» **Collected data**
= = = =
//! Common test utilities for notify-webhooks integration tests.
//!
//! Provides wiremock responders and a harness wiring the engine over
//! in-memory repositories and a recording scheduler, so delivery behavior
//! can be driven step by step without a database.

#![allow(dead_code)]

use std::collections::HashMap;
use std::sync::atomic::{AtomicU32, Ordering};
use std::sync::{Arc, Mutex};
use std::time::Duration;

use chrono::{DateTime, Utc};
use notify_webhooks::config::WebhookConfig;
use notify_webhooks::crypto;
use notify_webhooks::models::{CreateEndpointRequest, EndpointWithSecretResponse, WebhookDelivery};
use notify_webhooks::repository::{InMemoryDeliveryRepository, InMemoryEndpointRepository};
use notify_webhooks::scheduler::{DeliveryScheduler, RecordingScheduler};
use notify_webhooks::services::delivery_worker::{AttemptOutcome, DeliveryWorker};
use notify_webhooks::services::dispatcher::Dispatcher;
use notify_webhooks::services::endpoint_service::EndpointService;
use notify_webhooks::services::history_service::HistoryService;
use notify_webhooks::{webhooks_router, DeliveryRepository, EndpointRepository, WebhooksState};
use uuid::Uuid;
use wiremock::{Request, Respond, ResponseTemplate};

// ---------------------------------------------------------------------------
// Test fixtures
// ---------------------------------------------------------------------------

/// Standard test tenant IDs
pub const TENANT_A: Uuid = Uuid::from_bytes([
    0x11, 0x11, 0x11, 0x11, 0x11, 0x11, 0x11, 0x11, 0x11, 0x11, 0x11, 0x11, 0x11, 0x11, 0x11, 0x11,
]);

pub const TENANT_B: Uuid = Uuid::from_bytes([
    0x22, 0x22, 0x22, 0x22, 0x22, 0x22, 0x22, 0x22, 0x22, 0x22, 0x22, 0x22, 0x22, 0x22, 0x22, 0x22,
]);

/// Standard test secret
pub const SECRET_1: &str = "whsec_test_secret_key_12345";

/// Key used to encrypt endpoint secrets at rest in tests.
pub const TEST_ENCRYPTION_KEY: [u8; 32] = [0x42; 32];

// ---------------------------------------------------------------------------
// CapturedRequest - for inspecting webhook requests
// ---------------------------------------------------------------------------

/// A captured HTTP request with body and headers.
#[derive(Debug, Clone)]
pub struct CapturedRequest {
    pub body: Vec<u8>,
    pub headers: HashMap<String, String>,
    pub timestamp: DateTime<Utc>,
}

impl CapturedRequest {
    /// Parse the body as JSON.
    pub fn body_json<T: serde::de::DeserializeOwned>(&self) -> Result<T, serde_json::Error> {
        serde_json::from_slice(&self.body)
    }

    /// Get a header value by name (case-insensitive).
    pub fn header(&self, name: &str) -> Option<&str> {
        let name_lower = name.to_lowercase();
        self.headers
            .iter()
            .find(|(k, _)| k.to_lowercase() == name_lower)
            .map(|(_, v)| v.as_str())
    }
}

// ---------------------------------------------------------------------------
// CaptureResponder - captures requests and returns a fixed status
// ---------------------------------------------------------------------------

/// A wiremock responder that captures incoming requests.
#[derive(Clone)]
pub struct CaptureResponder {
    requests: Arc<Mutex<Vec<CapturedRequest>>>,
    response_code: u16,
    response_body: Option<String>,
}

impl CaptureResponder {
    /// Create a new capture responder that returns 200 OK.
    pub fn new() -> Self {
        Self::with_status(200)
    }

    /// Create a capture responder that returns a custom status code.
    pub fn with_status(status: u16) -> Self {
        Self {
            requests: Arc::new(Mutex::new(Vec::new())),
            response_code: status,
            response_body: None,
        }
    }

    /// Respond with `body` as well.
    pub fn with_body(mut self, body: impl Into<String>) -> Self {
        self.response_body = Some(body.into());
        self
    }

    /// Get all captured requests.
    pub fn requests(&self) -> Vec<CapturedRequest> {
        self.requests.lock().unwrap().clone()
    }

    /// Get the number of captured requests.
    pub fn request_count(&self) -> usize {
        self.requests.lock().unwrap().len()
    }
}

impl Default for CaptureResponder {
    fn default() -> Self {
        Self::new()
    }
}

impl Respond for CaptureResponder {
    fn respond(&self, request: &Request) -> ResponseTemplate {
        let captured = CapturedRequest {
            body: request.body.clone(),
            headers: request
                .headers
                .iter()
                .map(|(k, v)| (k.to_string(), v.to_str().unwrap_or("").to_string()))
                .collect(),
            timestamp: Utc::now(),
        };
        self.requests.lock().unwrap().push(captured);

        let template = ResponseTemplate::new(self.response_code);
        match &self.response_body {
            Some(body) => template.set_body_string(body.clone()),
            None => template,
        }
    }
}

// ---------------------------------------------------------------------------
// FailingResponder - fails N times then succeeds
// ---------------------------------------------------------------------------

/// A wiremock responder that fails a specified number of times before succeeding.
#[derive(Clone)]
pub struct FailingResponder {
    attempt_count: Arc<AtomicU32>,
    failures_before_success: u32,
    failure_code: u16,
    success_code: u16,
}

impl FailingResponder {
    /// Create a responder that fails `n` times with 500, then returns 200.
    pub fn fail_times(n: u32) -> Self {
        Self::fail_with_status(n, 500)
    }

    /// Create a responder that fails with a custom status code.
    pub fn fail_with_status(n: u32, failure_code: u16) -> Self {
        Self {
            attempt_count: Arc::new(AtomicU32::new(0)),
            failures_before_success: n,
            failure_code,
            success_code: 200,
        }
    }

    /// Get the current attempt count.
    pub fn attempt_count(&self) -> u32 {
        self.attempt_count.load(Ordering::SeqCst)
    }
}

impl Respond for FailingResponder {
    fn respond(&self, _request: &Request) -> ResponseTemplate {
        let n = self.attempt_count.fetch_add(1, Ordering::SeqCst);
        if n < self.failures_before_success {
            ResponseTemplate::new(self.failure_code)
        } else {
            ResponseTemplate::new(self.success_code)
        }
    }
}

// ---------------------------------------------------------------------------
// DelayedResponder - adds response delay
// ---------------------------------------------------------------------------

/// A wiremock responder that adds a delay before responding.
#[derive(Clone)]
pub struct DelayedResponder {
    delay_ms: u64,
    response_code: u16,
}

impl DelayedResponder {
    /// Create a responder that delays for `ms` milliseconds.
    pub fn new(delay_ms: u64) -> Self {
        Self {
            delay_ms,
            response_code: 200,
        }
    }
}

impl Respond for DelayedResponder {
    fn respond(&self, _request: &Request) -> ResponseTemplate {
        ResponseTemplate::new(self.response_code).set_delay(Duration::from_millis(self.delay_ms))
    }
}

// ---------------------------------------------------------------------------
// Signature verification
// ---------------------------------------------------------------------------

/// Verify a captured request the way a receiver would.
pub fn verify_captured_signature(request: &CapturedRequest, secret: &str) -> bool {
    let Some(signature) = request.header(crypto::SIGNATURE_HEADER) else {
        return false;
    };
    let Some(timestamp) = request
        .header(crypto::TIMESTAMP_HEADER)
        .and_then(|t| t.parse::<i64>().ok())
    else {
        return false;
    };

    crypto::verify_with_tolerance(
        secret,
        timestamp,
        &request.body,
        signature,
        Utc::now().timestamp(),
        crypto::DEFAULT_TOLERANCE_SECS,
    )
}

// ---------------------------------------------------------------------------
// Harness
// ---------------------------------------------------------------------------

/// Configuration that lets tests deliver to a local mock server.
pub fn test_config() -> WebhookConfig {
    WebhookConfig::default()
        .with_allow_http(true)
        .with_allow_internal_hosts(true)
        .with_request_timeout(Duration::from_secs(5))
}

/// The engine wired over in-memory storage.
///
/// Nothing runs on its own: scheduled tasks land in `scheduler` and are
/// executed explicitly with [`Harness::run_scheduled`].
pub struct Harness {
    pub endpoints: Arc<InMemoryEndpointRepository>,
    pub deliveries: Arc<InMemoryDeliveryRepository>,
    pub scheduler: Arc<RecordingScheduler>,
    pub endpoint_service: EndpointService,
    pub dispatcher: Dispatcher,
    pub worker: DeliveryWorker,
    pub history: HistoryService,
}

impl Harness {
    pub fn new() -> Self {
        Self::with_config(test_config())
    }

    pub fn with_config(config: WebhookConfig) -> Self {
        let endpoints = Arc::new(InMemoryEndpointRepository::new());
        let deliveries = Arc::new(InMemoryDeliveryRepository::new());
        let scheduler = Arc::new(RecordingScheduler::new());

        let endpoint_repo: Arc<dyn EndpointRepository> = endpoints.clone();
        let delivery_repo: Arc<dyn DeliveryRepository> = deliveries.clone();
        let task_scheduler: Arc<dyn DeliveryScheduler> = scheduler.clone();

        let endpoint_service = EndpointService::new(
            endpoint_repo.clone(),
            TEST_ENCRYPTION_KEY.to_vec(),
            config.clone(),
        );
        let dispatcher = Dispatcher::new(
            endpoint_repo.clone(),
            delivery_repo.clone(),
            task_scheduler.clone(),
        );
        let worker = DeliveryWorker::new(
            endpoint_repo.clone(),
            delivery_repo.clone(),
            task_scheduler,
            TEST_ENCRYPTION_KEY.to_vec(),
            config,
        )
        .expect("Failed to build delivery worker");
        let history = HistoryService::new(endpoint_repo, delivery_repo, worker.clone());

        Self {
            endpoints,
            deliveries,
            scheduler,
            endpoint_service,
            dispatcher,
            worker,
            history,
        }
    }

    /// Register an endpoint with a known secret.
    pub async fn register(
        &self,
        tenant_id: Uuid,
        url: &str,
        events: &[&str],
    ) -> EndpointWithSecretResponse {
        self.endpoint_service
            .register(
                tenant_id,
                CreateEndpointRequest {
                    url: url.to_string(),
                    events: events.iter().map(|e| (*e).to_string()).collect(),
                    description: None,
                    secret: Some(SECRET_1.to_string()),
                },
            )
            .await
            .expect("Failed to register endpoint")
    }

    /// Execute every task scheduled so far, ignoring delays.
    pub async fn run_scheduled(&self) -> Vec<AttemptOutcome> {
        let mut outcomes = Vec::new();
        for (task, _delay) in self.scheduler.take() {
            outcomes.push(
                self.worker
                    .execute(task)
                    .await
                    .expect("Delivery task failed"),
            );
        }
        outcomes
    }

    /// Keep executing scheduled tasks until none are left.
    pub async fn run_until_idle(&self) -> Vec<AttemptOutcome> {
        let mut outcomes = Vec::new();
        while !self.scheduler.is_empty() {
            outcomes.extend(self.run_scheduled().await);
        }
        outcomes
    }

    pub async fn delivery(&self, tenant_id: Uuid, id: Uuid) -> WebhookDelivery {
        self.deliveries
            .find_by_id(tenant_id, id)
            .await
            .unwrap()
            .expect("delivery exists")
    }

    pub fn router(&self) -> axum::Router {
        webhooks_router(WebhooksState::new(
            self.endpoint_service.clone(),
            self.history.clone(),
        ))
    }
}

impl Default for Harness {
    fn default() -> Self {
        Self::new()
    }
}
= = = =
» **YOUR INSTRUCTIONS**
The entries above hold a line with "Self::with_status(200)" and a later line with "pub fn request_count(&self)". Write out exactly those lines and all lines between, nothing more.

» **RESPONSE**
        Self::with_status(200)
    }

    /// Create a capture responder that returns a custom status code.
    pub fn with_status(status: u16) -> Self {
        Self {
            requests: Arc::new(Mutex::new(Vec::new())),
            response_code: status,
            response_body: None,
        }
    }

    /// Respond with `body` as well.
    pub fn with_body(mut self, body: impl Into<String>) -> Self {
        self.response_body = Some(body.into());
        self
    }

    /// Get all captured requests.
    pub fn requests(&self) -> Vec<CapturedRequest> {
        self.requests.lock().unwrap().clone()
    }

    /// Get the number of captured requests.
    pub fn request_count(&self) -> usize {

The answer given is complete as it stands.